Ex-secretário de Estado do CDS, não fiscalizou saida de 10 milhões para offshores

O ex-secretário de Estado dos Assuntos Fiscais durante o Governo de coligação de Pedro Passos Coelho, Paulo Núncio, não explica por que razão o fisco não publicou, durante todo o tempo em que foi governante e tutelou a administração tributária, as estatísticas das transferências de dinheiro para contas offshores feitas a partir de Portugal. E garante que nunca soube que havia declarações (comunicadas pelos bancos ao fisco) que não tinham sido objecto de controlo pela Autoridade Tributária e Aduaneira (AT).

Foto: Visão
Questionado por email se, enquanto secretário de Estado, teve conhecimento de que não foram tratadas pelo fisco de 2011 a 2014 as declarações entretanto identificadas, Paulo Núncio respondeu ao PÚBLICO: “Não, nunca tive. E acho muito bem que, caso tenha havido parte da informação fornecida à AT através do Modelo 38 que não foi devidamente analisada, que a IGF [Inspecção Geral de Finanças, a quem o actual Governo pediu uma auditoria] apure o porquê de tal facto”.

As primeiras estatísticas divulgadas no Portal das Finanças sobre fundos enviados para offshores, relativas a 2009, foram conhecidas depois de Sérgio Vasques, secretário de Estado dos Assuntos Fiscais no último Governo de José Sócrates, ter vertido em lei esta obrigação em 2010. Mas depois disso, as novas estatísticas ficaram na gaveta durante vários anos, não sendo divulgadas em nenhum momento durante o primeiro e o breve segundo Governo de Passos Coelho, de 2011 a 2015, em que o secretário de Estado dos Assuntos Fiscais era Paulo Núncio (CDS).

Só em Abril de 2016 é que as estatísticas dos anos em falta voltam a ser publicadas. E no final do ano, a 30 de Dezembro, a AT volta a actualizar os dados. Nos números entretanto publicados, a AT apresenta pela primeira vez os números de 2015 e é nessa altura que revê dados dos quatro anos anteriores, sendo a diferença próxima dos 10 mil milhões de euros. Uma diferença detectada nas estatísticas.

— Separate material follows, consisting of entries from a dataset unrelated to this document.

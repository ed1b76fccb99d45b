mod app;
mod ui;

pub use app::{App, Control};

use anyhow::Result;
use crossterm::{
    event::{
        self, DisableBracketedPaste, DisableMouseCapture, EnableBracketedPaste, EnableMouseCapture,
        Event, KeyEventKind, MouseEventKind,
    },
    execute,
    terminal::{disable_raw_mode, enable_raw_mode, EnterAlternateScreen, LeaveAlternateScreen},
};
use ratatui::{backend::CrosstermBackend, Terminal};
use std::io;
use tokcount_engine::Session;

pub fn run(session: Session) -> Result<()> {
    // Setup terminal
    enable_raw_mode()?;
    let mut stdout = io::stdout();
    execute!(
        stdout,
        EnterAlternateScreen,
        EnableMouseCapture,
        EnableBracketedPaste
    )?;
    let backend = CrosstermBackend::new(stdout);
    let mut terminal = Terminal::new(backend)?;

    let mut app = App::new(session);
    tracing::debug!(model = app.session.selected_model(), "Starting TUI");

    // Run the app
    let res = run_app(&mut terminal, &mut app);

    // Restore terminal
    disable_raw_mode()?;
    execute!(
        terminal.backend_mut(),
        LeaveAlternateScreen,
        DisableMouseCapture,
        DisableBracketedPaste
    )?;
    terminal.show_cursor()?;

    res
}

fn run_app<B: ratatui::backend::Backend>(terminal: &mut Terminal<B>, app: &mut App) -> Result<()> {
    loop {
        terminal.draw(|f| ui::draw(f, &mut *app))?;

        match event::read()? {
            Event::Key(key) if key.kind == KeyEventKind::Press => {
                if app.on_key(key) == Control::Quit {
                    return Ok(());
                }
            }
            Event::Paste(text) => app.paste(&text),
            Event::Mouse(mouse) => match mouse.kind {
                MouseEventKind::ScrollUp => app.scroll_up(1),
                MouseEventKind::ScrollDown => app.scroll_down(1),
                _ => {}
            },
            _ => {}
        }
    }
}
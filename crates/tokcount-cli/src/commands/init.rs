use anyhow::Result;
use std::path::Path;
use tokcount_config::Config;

pub fn handle(path: &Path, force: bool) -> Result<()> {
    if path.exists() && !force {
        anyhow::bail!(
            "{} already exists (use --force to overwrite)",
            path.display()
        );
    }

    if let Some(parent) = path.parent() {
        std::fs::create_dir_all(parent)?;
    }
    Config::default().save_to(path)?;

    println!("✓ Created {}", path.display());
    println!("  Edit [pricing] to override or add model prices");

    Ok(())
}

#[cfg(test)]
mod tests {
    use super::*;

    #[test]
    fn test_init_writes_loadable_config() {
        let dir = tempfile::tempdir().unwrap();
        let path = dir.path().join("nested").join("config.toml");

        handle(&path, false).unwrap();
        let config = Config::load_from(&path).unwrap();
        assert_eq!(config.web.port, Config::default().web.port);
    }

    #[test]
    fn test_init_refuses_to_overwrite() {
        let dir = tempfile::tempdir().unwrap();
        let path = dir.path().join("config.toml");
        std::fs::write(&path, "default_model = \"ada\"\n").unwrap();

        assert!(handle(&path, false).is_err());
        assert_eq!(
            Config::load_from(&path).unwrap().default_model.as_deref(),
            Some("ada")
        );

        handle(&path, true).unwrap();
        assert_eq!(Config::load_from(&path).unwrap().default_model, None);
    }
}
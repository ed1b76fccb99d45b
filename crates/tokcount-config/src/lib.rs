use serde::{Deserialize, Serialize};
use std::collections::BTreeMap;
use std::path::{Path, PathBuf};
use tokcount_core::{EXAMPLE_TEXT, PricingTable};

/// Configuration for tokcount (config.toml)
#[derive(Debug, Clone, Default, Serialize, Deserialize)]
pub struct Config {
    /// Model selected on startup (defaults to the first model in the table)
    #[serde(default)]
    pub default_model: Option<String>,

    /// Replaces the built-in "Show Example" text
    #[serde(default)]
    pub example_text: Option<String>,

    /// Price overrides in USD per 1000 tokens; new names are appended to the model list
    #[serde(default)]
    pub pricing: BTreeMap<String, f64>,

    #[serde(default)]
    pub web: WebConfig,

    #[serde(default)]
    pub page: PageMeta,
}

#[derive(Debug, Clone, Serialize, Deserialize)]
pub struct WebConfig {
    #[serde(default = "default_host")]
    pub host: String,

    #[serde(default = "default_port")]
    pub port: u16,
}

/// Metadata injected into the web page head
#[derive(Debug, Clone, PartialEq, Serialize, Deserialize)]
pub struct PageMeta {
    #[serde(default = "default_title")]
    pub title: String,

    #[serde(default = "default_description")]
    pub description: String,

    /// Canonical URL of the page
    #[serde(default = "default_url")]
    pub url: String,

    /// Social preview image
    #[serde(default = "default_image_url")]
    pub image_url: String,

    #[serde(default = "default_site_name")]
    pub site_name: String,

    #[serde(default = "default_twitter_handle")]
    pub twitter_handle: String,
}

impl Default for WebConfig {
    fn default() -> Self {
        Self {
            host: default_host(),
            port: default_port(),
        }
    }
}

impl Default for PageMeta {
    fn default() -> Self {
        Self {
            title: default_title(),
            description: default_description(),
            url: default_url(),
            image_url: default_image_url(),
            site_name: default_site_name(),
            twitter_handle: default_twitter_handle(),
        }
    }
}

fn default_host() -> String {
    "127.0.0.1".to_string()
}

fn default_port() -> u16 {
    17374
}

fn default_title() -> String {
    "TokenCounter | Tokenize and estimate your LLM costs".to_string()
}

fn default_description() -> String {
    "TokenCounter provides an easy-to-use interface to tokenize your text and estimate your \
     Large Language Model (LLM) costs. Understand how GPT models process your text into tokens \
     and improve your usage efficiency."
        .to_string()
}

fn default_url() -> String {
    "https://www.tokencounter.io".to_string()
}

fn default_image_url() -> String {
    "/ogg.png".to_string()
}

fn default_site_name() -> String {
    "TokenCounter".to_string()
}

fn default_twitter_handle() -> String {
    "@thecalebf".to_string()
}

impl Config {
    /// Load config from default location or create default if not found
    pub fn load() -> anyhow::Result<Self> {
        let path = Self::config_path();

        if path.exists() {
            Self::load_from(&path)
        } else {
            // Create default config file
            let config = Config::default();
            if let Some(parent) = path.parent() {
                std::fs::create_dir_all(parent)?;
            }
            config.save_to(&path)?;
            tracing::info!("Created default config at {}", path.display());
            Ok(config)
        }
    }

    /// Load config from an explicit path; the file must exist
    pub fn load_from(path: &Path) -> anyhow::Result<Self> {
        let content = std::fs::read_to_string(path)?;
        let config: Config = toml::from_str(&content)?;
        tracing::debug!("Loaded config from {}", path.display());
        Ok(config)
    }

    pub fn save_to(&self, path: &Path) -> anyhow::Result<()> {
        let content = toml::to_string_pretty(self)?;
        std::fs::write(path, content)?;
        Ok(())
    }

    /// Get config file path
    pub fn config_path() -> PathBuf {
        if let Some(dirs) = directories::ProjectDirs::from("com", "tokcount", "tokcount") {
            dirs.config_dir().join("config.toml")
        } else {
            PathBuf::from("~/.tokcount/config.toml")
        }
    }

    /// Built-in prices with this config's overrides applied
    pub fn pricing_table(&self) -> anyhow::Result<PricingTable> {
        Ok(PricingTable::default().with_overrides(&self.pricing)?)
    }

    pub fn example_text(&self) -> &str {
        self.example_text.as_deref().unwrap_or(EXAMPLE_TEXT)
    }
}
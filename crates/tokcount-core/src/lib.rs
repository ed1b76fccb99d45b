//! Core domain models for tokcount
//!
//! This crate contains:
//! - Pricing table (model id to price per 1K tokens)
//! - Highlight palette for the token breakdown
//! - Breakdown render model shared by every view

pub mod breakdown;
pub mod error;
pub mod palette;
pub mod pricing;

pub use breakdown::{Breakdown, TokenSpan};
pub use error::{Error, Result};
pub use palette::{Palette, PaletteColor};
pub use pricing::{ModelPrice, PricingTable, format_cost};

/// Text loaded by "Show Example" and shown on first start
pub const EXAMPLE_TEXT: &str = "Some words become one token, but others, like \"indivisible\", don't. \nEmojis like 🤚🏾 can turn into many tokens. \n\nCharacters often seen together, like \"1234567890\", may become one token.";
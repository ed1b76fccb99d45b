use anyhow::Result;
use tokcount_config::Config;
use tokcount_engine::Session;

use super::{build_pipeline, initial_model};

pub fn handle(config: &Config, model: Option<String>) -> Result<()> {
    let pipeline = build_pipeline(config)?;
    let mut session = Session::with_example(pipeline, config.example_text());

    if let Some(model) = initial_model(model, config) {
        session.select_model(model);
    }

    tokcount_tui::run(session)
}
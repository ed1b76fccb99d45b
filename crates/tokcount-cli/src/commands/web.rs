use anyhow::Result;
use tokcount_config::Config;
use tokcount_web::WebServer;

use super::build_pipeline;

pub async fn handle(config: &Config, host: Option<String>, port: Option<u16>) -> Result<()> {
    let pipeline = build_pipeline(config)?;
    let host = host.unwrap_or_else(|| config.web.host.clone());
    let port = port.unwrap_or(config.web.port);

    let server = WebServer::new(
        pipeline,
        config.page.clone(),
        config.example_text(),
        config.default_model.clone(),
    );

    println!("Web UI available at http://{}:{}", host, port);
    server.serve(&host, port).await
}
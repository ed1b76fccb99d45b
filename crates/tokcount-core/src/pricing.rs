//! Per-model price table
//!
//! Prices are USD per 1000 tokens. The table is built once at startup
//! (built-in defaults plus config overrides) and never mutated afterwards.

use crate::{Error, Result};
use serde::{Deserialize, Serialize};
use std::collections::HashMap;

/// Built-in prices, in display order. The first entry is the default selection.
const DEFAULT_PRICES: &[(&str, f64)] = &[
    ("gpt-3.5-turbo", 0.0015),
    ("gpt-3.5-turbo-16k", 0.003),
    ("gpt-3.5-turbo-completion", 0.002),
    ("gpt-3.5-turbo-16k-completion", 0.004),
    ("gpt-4", 0.03),
    ("gpt-4-32k", 0.06),
    ("gpt-4-completion", 0.06),
    ("gpt-4-32k-completion", 0.12),
    ("text-davinci-003", 0.02),
    ("text-ada-001", 0.0004),
    ("ada", 0.0004),
    ("text-babbage-001", 0.0005),
    ("babbage", 0.0005),
    ("text-curie-001", 0.002),
    ("curie", 0.002),
    ("text-davinci-002", 0.02),
    ("code-davinci-002", 0.02),
    ("ada-finetuned", 0.0016),
    ("babbage-finetuned", 0.0024),
    ("curie-finetuned", 0.012),
    ("davinci-finetuned", 0.12),
];

/// One row of the table, as exposed to the UIs
#[derive(Debug, Clone, PartialEq, Serialize, Deserialize)]
pub struct ModelPrice {
    pub model: String,
    pub price_per_1k: f64,
}

#[derive(Debug, Clone)]
pub struct PricingTable {
    models: Vec<String>,
    prices: HashMap<String, f64>,
}

impl PricingTable {
    /// Build a table from ordered `(model, price)` rows.
    ///
    /// A model listed twice keeps its first position and its last price.
    pub fn from_rows<I, S>(rows: I) -> Result<Self>
    where
        I: IntoIterator<Item = (S, f64)>,
        S: Into<String>,
    {
        let mut table = Self {
            models: Vec::new(),
            prices: HashMap::new(),
        };
        for (model, price) in rows {
            table.insert(model.into(), price)?;
        }
        Ok(table)
    }

    /// Apply overrides on top of this table: known models get a new price,
    /// unknown ones are appended to the model list.
    pub fn with_overrides<'a, I>(mut self, overrides: I) -> Result<Self>
    where
        I: IntoIterator<Item = (&'a String, &'a f64)>,
    {
        for (model, price) in overrides {
            self.insert(model.clone(), *price)?;
        }
        Ok(self)
    }

    fn insert(&mut self, model: String, price: f64) -> Result<()> {
        if !price.is_finite() || price < 0.0 {
            return Err(Error::InvalidPrice { model, price });
        }
        if !self.prices.contains_key(&model) {
            self.models.push(model.clone());
        }
        self.prices.insert(model, price);
        Ok(())
    }

    /// Price per 1000 tokens; unknown models cost nothing.
    pub fn lookup(&self, model: &str) -> f64 {
        match self.prices.get(model) {
            Some(price) => *price,
            None => {
                tracing::debug!(model, "No price configured, using 0");
                0.0
            }
        }
    }

    pub fn contains(&self, model: &str) -> bool {
        self.prices.contains_key(model)
    }

    /// Model ids in display order
    pub fn models(&self) -> &[String] {
        &self.models
    }

    /// First model in display order, used as the initial selection
    pub fn default_model(&self) -> Option<&str> {
        self.models.first().map(String::as_str)
    }

    pub fn rows(&self) -> Vec<ModelPrice> {
        self.models
            .iter()
            .map(|model| ModelPrice {
                model: model.clone(),
                price_per_1k: self.prices[model],
            })
            .collect()
    }

    /// `(token_count / 1000) * price`
    pub fn estimate_cost(&self, token_count: usize, model: &str) -> f64 {
        (token_count as f64 / 1000.0) * self.lookup(model)
    }
}

impl Default for PricingTable {
    fn default() -> Self {
        Self {
            models: DEFAULT_PRICES.iter().map(|(m, _)| m.to_string()).collect(),
            prices: DEFAULT_PRICES
                .iter()
                .map(|(m, p)| (m.to_string(), *p))
                .collect(),
        }
    }
}

/// Format a cost the way every UI shows it: dollars with 6 decimals
pub fn format_cost(cost: f64) -> String {
    format!("${:.6}", cost)
}
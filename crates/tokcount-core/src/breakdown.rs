//! Render model produced by one pipeline computation

use crate::palette::PaletteColor;
use crate::pricing::format_cost;
use crate::Result;
use serde::{Deserialize, Serialize};

/// One token of the breakdown, in input order
#[derive(Debug, Clone, PartialEq, Serialize, Deserialize)]
pub struct TokenSpan {
    pub index: usize,
    pub id: u32,
    pub text: String,
    pub color: PaletteColor,
}

/// Everything a view needs to render the current state
#[derive(Debug, Clone, PartialEq, Serialize, Deserialize)]
pub struct Breakdown {
    pub model: String,
    pub encoding: String,
    pub char_count: usize,
    pub token_count: usize,
    pub cost: f64,
    pub tokens: Vec<TokenSpan>,
}

impl Breakdown {
    pub fn empty(model: impl Into<String>, encoding: impl Into<String>) -> Self {
        Self {
            model: model.into(),
            encoding: encoding.into(),
            char_count: 0,
            token_count: 0,
            cost: 0.0,
            tokens: Vec::new(),
        }
    }

    pub fn formatted_cost(&self) -> String {
        format_cost(self.cost)
    }

    /// Concatenation of all decoded token texts
    pub fn reconstructed_text(&self) -> String {
        self.tokens.iter().map(|t| t.text.as_str()).collect()
    }

    pub fn to_json_pretty(&self) -> Result<String> {
        Ok(serde_json::to_string_pretty(self)?)
    }
}
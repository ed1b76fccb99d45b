use anyhow::Result;
use tokcount_config::Config;
use tokcount_core::ModelPrice;

pub fn handle(config: &Config) -> Result<()> {
    let pricing = config.pricing_table()?;
    let default = config
        .default_model
        .as_deref()
        .or(pricing.default_model())
        .unwrap_or_default();

    print!("{}", render_table(&pricing.rows(), default));
    Ok(())
}

fn render_table(rows: &[ModelPrice], default: &str) -> String {
    let width = rows.iter().map(|r| r.model.len()).max().unwrap_or(0);

    let mut out = String::from("Models ($ per 1K tokens):\n");
    for row in rows {
        let marker = if row.model == default { "*" } else { " " };
        out.push_str(&format!(
            "{} {:<width$}  {}\n",
            marker,
            row.model,
            row.price_per_1k,
            width = width
        ));
    }
    out
}

#[cfg(test)]
mod tests {
    use super::*;
    use tokcount_core::PricingTable;

    #[test]
    fn test_render_table_marks_default() {
        let table = PricingTable::from_rows([("gpt-4", 0.03), ("ada", 0.0004)]).unwrap();
        let out = render_table(&table.rows(), "ada");

        let lines: Vec<&str> = out.lines().collect();
        assert_eq!(lines.len(), 3);
        assert_eq!(lines[1], "  gpt-4  0.03");
        assert_eq!(lines[2], "* ada    0.0004");
    }
}
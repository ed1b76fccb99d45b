//! Interactive session state
//!
//! A session owns the only two mutable values in the system, the input
//! text and the selected model. Every transition recomputes the breakdown
//! before returning, so a view never observes stale derived state.

use crate::Pipeline;
use std::sync::Arc;
use tokcount_core::{Breakdown, EXAMPLE_TEXT};

pub struct Session {
    pipeline: Arc<Pipeline>,
    example_text: String,
    input_text: String,
    selected_model: String,
    breakdown: Breakdown,
}

impl Session {
    /// Start with the built-in example text and the first listed model
    pub fn new(pipeline: Arc<Pipeline>) -> Self {
        Self::with_example(pipeline, EXAMPLE_TEXT)
    }

    pub fn with_example(pipeline: Arc<Pipeline>, example_text: impl Into<String>) -> Self {
        let example_text = example_text.into();
        let selected_model = pipeline
            .pricing()
            .default_model()
            .unwrap_or_default()
            .to_string();
        let breakdown = pipeline.compute(&example_text, &selected_model);

        Self {
            pipeline,
            input_text: example_text.clone(),
            example_text,
            selected_model,
            breakdown,
        }
    }

    pub fn edit(&mut self, text: impl Into<String>) {
        self.input_text = text.into();
        self.recompute();
    }

    pub fn select_model(&mut self, model: impl Into<String>) {
        self.selected_model = model.into();
        self.recompute();
    }

    pub fn load_example(&mut self) {
        self.input_text = self.example_text.clone();
        self.recompute();
    }

    pub fn clear(&mut self) {
        self.input_text.clear();
        self.recompute();
    }

    pub fn push_char(&mut self, c: char) {
        let mut text = std::mem::take(&mut self.input_text);
        text.push(c);
        self.edit(text);
    }

    pub fn newline(&mut self) {
        self.push_char('\n');
    }

    pub fn backspace(&mut self) {
        let mut text = std::mem::take(&mut self.input_text);
        text.pop();
        self.edit(text);
    }

    /// Select the model after the current one, wrapping around
    pub fn next_model(&mut self) {
        if let Some(model) = self.neighbour_model(1) {
            self.select_model(model);
        }
    }

    /// Select the model before the current one, wrapping around
    pub fn previous_model(&mut self) {
        if let Some(model) = self.neighbour_model(-1) {
            self.select_model(model);
        }
    }

    fn neighbour_model(&self, step: isize) -> Option<String> {
        let models = self.pipeline.pricing().models();
        if models.is_empty() {
            return None;
        }

        // A model outside the list jumps back to the first entry
        let next = match models.iter().position(|m| *m == self.selected_model) {
            Some(pos) => (pos as isize + step).rem_euclid(models.len() as isize) as usize,
            None => 0,
        };
        Some(models[next].clone())
    }

    fn recompute(&mut self) {
        self.breakdown = self
            .pipeline
            .compute(&self.input_text, &self.selected_model);
    }

    pub fn input_text(&self) -> &str {
        &self.input_text
    }

    pub fn selected_model(&self) -> &str {
        &self.selected_model
    }

    pub fn example_text(&self) -> &str {
        &self.example_text
    }

    pub fn breakdown(&self) -> &Breakdown {
        &self.breakdown
    }

    pub fn pipeline(&self) -> &Pipeline {
        &self.pipeline
    }
}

Ao confrontar as últimas estatísticas da AT, o PÚBLICO detectou uma discrepância muito significativa – de 9800 milhões de euros – em relação aos valores conhecidos anteriormente. E ao questionar as Finanças sobre essa diferença, o ministério liderado por Mário Centeno confirmou que foram detectadas divergências ao ser “apurada a existência de 20 declarações apresentadas por instituições financeiras que não foram objecto de qualquer tratamento pela AT” de 2011 a 2014.

Falhas de controlo

Confrontado pelo PÚBLICO sobre a razão de não terem sido publicados os dados enquanto foi governante, o ex-secretário de Estado Paulo Núncio não apresenta uma justificação e remete para um conjunto de dados sobre medidas tomadas no combate à fraude, garantindo ainda que “os dados conhecidos" foram foram “cruzados e tratados pela inspecção tributária da AT”.

A publicação das estatísticas é uma matéria relevante. Sem prejuízo da sua publicação atrasada [por iniciativa do seu sucessor] (até porque existem outras entidades, nomeadamente o Banco de Portugal, que publicam regularmente estatísticas sobre operações financeiras de residentes em Portugal com centros financeiros offshores) o importante é olhar à substância: a divulgação das estatísticas nada tem a ver com o tratamento e a utilização efectiva da informação sobre transferências para paraísos fiscais por parte da inspecção da Autoridade Tributária”, responde o ex-governante por escrito.

No entanto, não está em causa a mera divulgação das estatísticas. É o próprio Ministério das Finanças que, em resposta oficial enviada ao PÚBLICO pelo gabinete de imprensa, não se limita a referir a omissão desses números das estatísticas. Refere explicitamente que houve transferências “que não foram “objecto de controlo e contabilização estatísticas”. E deixa claro: “As 20 declarações apresentadas por instituições financeiras que não haviam sido objecto de tratamento pela AT respeitam a transferências que ascendem a quase 10 mil milhões de euros, que estão agora a ser objecto de controlo pela inspecção tributária”.